**INPUT MATERIAL**:
----
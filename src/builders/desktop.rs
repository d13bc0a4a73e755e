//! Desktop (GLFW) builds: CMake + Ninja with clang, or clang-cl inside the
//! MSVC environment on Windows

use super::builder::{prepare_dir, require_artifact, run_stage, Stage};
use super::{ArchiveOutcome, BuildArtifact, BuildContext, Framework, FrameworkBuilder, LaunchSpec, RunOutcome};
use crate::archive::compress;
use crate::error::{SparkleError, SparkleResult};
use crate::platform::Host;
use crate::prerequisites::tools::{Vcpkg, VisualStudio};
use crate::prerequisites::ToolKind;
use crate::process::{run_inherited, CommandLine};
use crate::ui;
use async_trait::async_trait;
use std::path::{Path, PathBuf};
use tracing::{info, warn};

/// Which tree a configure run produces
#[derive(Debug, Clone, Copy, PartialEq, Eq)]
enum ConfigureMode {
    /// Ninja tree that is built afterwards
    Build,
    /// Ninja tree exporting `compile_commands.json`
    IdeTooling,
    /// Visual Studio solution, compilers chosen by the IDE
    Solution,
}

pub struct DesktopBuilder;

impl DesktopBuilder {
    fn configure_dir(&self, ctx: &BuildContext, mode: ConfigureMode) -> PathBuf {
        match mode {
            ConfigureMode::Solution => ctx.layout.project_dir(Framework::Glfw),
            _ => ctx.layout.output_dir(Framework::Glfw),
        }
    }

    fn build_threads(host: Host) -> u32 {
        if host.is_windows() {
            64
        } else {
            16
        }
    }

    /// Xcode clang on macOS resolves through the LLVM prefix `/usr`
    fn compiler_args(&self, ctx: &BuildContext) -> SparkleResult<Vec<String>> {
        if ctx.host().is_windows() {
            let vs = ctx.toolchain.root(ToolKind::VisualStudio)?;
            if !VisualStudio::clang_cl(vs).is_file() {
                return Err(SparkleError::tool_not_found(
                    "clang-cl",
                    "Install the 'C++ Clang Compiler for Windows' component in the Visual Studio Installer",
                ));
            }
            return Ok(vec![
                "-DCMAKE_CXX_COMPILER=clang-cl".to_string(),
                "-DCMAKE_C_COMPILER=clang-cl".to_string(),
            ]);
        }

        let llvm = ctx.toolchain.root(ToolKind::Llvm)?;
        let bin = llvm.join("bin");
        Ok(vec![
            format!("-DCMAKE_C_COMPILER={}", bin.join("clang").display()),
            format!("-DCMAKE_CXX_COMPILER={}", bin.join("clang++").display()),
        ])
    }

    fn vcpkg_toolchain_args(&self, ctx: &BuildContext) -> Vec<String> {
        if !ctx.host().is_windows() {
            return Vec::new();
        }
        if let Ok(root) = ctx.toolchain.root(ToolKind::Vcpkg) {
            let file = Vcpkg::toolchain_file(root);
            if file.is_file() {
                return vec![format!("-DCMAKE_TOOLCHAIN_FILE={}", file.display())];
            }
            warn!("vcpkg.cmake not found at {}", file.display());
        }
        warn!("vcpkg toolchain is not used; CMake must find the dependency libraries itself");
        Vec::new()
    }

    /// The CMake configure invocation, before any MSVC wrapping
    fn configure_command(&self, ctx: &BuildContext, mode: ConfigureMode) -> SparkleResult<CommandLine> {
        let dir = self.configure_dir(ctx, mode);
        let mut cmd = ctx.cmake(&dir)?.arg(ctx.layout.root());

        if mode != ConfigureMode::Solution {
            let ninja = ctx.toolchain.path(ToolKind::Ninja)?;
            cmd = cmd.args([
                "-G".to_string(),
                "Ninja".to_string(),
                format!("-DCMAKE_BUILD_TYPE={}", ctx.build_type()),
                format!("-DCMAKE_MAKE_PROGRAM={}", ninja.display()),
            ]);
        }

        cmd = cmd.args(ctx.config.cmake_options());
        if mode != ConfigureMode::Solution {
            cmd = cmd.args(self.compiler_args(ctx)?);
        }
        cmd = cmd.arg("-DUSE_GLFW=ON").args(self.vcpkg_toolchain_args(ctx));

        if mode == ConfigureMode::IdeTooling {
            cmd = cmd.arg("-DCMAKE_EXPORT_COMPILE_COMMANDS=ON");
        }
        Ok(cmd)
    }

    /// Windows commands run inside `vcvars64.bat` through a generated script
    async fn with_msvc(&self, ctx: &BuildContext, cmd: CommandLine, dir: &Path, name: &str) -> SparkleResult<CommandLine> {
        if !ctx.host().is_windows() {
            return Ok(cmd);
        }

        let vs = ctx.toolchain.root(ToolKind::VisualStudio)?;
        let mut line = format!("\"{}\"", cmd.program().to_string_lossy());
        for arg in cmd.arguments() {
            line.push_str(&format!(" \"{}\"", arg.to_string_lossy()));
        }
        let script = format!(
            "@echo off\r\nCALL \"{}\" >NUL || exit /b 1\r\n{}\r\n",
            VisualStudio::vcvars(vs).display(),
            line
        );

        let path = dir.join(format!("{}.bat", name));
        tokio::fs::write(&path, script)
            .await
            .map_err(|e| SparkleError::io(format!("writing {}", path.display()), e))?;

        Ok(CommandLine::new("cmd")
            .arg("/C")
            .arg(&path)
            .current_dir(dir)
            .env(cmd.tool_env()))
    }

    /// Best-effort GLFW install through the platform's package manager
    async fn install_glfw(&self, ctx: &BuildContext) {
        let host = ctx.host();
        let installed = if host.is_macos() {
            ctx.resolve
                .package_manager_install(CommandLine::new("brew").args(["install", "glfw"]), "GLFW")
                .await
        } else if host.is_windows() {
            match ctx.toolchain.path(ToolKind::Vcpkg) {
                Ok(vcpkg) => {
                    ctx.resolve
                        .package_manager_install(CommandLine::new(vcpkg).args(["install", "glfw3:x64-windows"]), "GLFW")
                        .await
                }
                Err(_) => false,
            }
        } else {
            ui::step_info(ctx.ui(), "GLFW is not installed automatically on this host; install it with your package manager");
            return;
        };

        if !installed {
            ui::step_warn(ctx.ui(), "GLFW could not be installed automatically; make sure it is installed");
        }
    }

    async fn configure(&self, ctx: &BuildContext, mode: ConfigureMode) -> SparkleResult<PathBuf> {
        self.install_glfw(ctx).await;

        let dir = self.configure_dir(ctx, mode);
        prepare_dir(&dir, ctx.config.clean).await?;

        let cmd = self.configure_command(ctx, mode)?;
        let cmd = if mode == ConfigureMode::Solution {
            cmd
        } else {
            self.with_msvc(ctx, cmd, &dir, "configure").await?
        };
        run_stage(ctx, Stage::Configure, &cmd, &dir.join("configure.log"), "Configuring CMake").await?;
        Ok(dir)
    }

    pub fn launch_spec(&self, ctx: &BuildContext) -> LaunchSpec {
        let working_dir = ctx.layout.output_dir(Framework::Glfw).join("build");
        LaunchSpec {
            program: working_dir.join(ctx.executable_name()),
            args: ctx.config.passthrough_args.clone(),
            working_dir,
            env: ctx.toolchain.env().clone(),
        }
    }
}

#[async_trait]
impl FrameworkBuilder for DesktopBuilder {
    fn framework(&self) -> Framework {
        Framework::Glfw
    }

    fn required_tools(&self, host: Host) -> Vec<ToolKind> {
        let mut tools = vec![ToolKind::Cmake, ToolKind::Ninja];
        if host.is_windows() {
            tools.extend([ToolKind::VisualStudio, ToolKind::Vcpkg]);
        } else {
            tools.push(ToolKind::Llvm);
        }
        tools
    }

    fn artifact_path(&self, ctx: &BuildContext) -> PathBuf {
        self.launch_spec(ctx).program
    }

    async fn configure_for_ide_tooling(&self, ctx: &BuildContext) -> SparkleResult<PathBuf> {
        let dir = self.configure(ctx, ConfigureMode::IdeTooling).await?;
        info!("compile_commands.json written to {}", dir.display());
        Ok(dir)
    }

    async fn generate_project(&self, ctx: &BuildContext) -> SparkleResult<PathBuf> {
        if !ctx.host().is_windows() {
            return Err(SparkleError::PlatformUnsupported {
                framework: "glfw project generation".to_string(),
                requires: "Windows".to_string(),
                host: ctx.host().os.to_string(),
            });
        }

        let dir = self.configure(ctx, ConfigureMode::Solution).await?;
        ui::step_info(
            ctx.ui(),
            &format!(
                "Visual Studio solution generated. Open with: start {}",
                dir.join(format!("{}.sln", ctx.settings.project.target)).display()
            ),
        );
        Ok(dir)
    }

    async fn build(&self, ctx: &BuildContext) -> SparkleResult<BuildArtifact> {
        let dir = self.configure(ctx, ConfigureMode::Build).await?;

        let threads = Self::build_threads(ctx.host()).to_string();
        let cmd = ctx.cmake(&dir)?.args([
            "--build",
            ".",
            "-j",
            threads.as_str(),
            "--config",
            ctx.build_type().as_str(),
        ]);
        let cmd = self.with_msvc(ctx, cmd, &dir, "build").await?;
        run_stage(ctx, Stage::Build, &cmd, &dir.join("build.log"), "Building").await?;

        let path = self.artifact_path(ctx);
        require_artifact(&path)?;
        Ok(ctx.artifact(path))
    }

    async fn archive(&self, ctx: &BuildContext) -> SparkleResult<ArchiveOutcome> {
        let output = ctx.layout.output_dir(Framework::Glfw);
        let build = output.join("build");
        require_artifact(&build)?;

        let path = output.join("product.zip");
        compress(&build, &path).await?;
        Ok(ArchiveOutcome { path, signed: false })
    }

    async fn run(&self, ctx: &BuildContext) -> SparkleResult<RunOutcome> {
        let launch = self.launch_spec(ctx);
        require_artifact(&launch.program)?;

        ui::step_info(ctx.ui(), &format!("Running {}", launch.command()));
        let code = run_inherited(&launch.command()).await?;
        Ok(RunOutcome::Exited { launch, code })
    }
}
----
**WHAT THIS TASK INVOLVES**:
Copy out every line of the listing that includes the string "DesktopBuilder".

**RESULT FOR THIS TASK**:
pub struct DesktopBuilder;
impl DesktopBuilder {
impl FrameworkBuilder for DesktopBuilder {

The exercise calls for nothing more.